Please repeat the records exactly from their first line, finishing at the line containing "use crate::server::Server;" and including it.

Items listed in a dataset:

<<<<

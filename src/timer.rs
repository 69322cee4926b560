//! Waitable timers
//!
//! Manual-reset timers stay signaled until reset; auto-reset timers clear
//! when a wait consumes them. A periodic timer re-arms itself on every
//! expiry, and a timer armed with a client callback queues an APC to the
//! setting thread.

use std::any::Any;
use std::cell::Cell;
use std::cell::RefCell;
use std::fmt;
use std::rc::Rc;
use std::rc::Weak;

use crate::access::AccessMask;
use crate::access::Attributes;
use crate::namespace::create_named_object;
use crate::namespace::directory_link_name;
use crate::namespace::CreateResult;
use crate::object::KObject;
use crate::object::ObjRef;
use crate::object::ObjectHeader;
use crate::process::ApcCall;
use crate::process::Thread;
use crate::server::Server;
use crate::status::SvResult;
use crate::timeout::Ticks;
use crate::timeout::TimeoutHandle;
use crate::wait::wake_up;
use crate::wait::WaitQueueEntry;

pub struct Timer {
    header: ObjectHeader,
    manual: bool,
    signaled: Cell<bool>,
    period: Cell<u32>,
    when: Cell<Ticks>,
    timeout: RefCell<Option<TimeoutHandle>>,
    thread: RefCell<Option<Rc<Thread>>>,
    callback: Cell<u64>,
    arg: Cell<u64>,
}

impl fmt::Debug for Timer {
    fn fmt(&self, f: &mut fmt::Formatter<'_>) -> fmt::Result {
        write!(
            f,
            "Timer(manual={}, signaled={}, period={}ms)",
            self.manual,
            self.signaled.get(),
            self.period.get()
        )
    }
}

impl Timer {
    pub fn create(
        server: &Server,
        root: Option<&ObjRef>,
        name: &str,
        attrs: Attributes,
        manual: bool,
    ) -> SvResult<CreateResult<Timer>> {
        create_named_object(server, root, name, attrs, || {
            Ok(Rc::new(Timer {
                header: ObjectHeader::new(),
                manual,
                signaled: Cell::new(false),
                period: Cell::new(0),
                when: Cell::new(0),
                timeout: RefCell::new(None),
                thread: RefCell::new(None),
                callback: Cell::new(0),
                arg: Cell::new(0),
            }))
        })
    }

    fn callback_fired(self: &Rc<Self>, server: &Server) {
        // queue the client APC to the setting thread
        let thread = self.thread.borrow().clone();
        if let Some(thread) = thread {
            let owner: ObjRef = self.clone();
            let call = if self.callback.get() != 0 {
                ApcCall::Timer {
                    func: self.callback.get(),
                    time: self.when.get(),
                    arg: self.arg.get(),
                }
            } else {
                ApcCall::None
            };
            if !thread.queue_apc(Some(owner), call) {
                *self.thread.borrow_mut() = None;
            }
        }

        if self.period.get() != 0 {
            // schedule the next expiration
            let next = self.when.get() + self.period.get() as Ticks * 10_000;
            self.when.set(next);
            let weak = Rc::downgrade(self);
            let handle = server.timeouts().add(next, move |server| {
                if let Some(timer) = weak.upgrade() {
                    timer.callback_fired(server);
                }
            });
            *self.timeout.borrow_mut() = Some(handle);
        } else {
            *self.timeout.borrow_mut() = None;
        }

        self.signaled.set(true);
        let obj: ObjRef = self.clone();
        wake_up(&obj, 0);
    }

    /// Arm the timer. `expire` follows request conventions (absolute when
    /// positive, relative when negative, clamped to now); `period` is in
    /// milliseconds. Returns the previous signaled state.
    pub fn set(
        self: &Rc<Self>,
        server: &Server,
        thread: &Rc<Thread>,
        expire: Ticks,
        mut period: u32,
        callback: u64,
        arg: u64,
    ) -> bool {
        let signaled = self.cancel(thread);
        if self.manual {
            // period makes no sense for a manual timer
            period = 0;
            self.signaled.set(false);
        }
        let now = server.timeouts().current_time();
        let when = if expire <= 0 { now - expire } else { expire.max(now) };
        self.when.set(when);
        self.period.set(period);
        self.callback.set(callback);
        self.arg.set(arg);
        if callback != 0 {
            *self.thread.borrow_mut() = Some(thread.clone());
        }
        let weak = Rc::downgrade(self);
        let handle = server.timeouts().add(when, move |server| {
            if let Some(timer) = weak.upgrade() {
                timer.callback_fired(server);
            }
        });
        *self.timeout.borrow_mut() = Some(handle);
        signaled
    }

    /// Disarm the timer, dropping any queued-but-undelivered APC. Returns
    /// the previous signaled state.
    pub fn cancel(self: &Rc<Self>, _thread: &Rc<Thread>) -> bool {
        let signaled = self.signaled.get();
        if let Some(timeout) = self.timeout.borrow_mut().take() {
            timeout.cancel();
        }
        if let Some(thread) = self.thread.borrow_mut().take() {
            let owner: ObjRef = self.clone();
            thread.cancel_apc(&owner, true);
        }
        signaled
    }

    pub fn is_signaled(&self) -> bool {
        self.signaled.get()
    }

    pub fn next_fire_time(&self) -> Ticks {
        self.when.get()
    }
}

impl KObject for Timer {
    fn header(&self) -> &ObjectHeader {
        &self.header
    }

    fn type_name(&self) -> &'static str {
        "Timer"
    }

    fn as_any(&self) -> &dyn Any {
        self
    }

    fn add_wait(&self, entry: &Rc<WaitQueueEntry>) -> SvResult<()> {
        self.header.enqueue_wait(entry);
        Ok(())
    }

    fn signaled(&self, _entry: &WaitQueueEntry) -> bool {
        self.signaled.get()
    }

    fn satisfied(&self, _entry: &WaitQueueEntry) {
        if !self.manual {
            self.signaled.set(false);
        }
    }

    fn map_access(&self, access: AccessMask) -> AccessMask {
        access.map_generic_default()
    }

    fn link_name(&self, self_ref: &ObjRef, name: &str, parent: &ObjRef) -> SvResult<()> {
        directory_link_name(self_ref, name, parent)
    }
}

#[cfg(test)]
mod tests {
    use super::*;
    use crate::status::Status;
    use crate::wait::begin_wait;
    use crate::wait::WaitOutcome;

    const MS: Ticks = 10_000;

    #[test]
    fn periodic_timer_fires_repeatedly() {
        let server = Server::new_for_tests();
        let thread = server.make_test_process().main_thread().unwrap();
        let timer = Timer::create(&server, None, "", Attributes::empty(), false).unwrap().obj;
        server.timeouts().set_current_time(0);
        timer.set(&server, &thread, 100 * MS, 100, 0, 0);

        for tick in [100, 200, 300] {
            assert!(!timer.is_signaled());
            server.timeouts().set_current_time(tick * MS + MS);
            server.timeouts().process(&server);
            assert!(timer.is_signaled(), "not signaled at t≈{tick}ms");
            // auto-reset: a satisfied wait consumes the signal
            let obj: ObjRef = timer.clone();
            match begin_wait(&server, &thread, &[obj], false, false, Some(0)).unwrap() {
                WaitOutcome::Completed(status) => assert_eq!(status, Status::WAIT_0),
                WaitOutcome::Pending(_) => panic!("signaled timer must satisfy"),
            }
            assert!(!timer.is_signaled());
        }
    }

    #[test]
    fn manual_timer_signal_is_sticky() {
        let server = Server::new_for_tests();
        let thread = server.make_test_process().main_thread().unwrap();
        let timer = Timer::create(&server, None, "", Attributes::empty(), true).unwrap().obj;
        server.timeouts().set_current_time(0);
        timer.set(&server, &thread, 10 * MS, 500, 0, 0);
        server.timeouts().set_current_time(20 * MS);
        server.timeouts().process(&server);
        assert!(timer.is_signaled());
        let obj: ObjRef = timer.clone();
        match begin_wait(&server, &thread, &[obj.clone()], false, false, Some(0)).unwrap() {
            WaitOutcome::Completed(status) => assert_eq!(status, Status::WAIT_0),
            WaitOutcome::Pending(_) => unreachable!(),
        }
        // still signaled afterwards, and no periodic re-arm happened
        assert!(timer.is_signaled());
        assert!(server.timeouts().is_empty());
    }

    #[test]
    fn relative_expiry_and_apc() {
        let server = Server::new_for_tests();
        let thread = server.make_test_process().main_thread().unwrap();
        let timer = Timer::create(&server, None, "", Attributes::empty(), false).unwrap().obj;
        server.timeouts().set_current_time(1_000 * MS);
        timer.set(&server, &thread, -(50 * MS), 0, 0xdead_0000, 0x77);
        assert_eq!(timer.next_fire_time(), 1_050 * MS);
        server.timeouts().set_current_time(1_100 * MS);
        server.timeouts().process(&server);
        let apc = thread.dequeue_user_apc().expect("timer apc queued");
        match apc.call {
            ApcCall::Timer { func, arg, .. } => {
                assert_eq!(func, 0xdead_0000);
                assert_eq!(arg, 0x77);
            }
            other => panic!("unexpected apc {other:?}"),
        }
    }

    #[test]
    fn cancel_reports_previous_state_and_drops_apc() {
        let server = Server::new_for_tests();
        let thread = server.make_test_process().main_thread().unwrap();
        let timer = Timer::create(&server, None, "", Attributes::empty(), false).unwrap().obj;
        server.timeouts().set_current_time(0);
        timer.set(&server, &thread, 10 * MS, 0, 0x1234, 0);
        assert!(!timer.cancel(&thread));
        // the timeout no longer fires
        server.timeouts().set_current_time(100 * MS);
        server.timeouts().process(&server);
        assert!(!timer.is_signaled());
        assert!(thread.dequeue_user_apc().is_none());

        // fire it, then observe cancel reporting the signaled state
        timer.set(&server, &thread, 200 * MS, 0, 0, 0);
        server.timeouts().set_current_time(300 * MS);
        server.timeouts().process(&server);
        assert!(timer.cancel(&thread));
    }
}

>>>>

ANSWER -
filename src/timer.rs
repository 69322cee4926b560
//! Waitable timers
//!
//! Manual-reset timers stay signaled until reset; auto-reset timers clear
//! when a wait consumes them. A periodic timer re-arms itself on every
//! expiry, and a timer armed with a client callback queues an APC to the
//! setting thread.

use std::any::Any;
use std::cell::Cell;
use std::cell::RefCell;
use std::fmt;
use std::rc::Rc;
use std::rc::Weak;

use crate::access::AccessMask;
use crate::access::Attributes;
use crate::namespace::create_named_object;
use crate::namespace::directory_link_name;
use crate::namespace::CreateResult;
use crate::object::KObject;
use crate::object::ObjRef;
use crate::object::ObjectHeader;
use crate::process::ApcCall;
use crate::process::Thread;
use crate::server::Server;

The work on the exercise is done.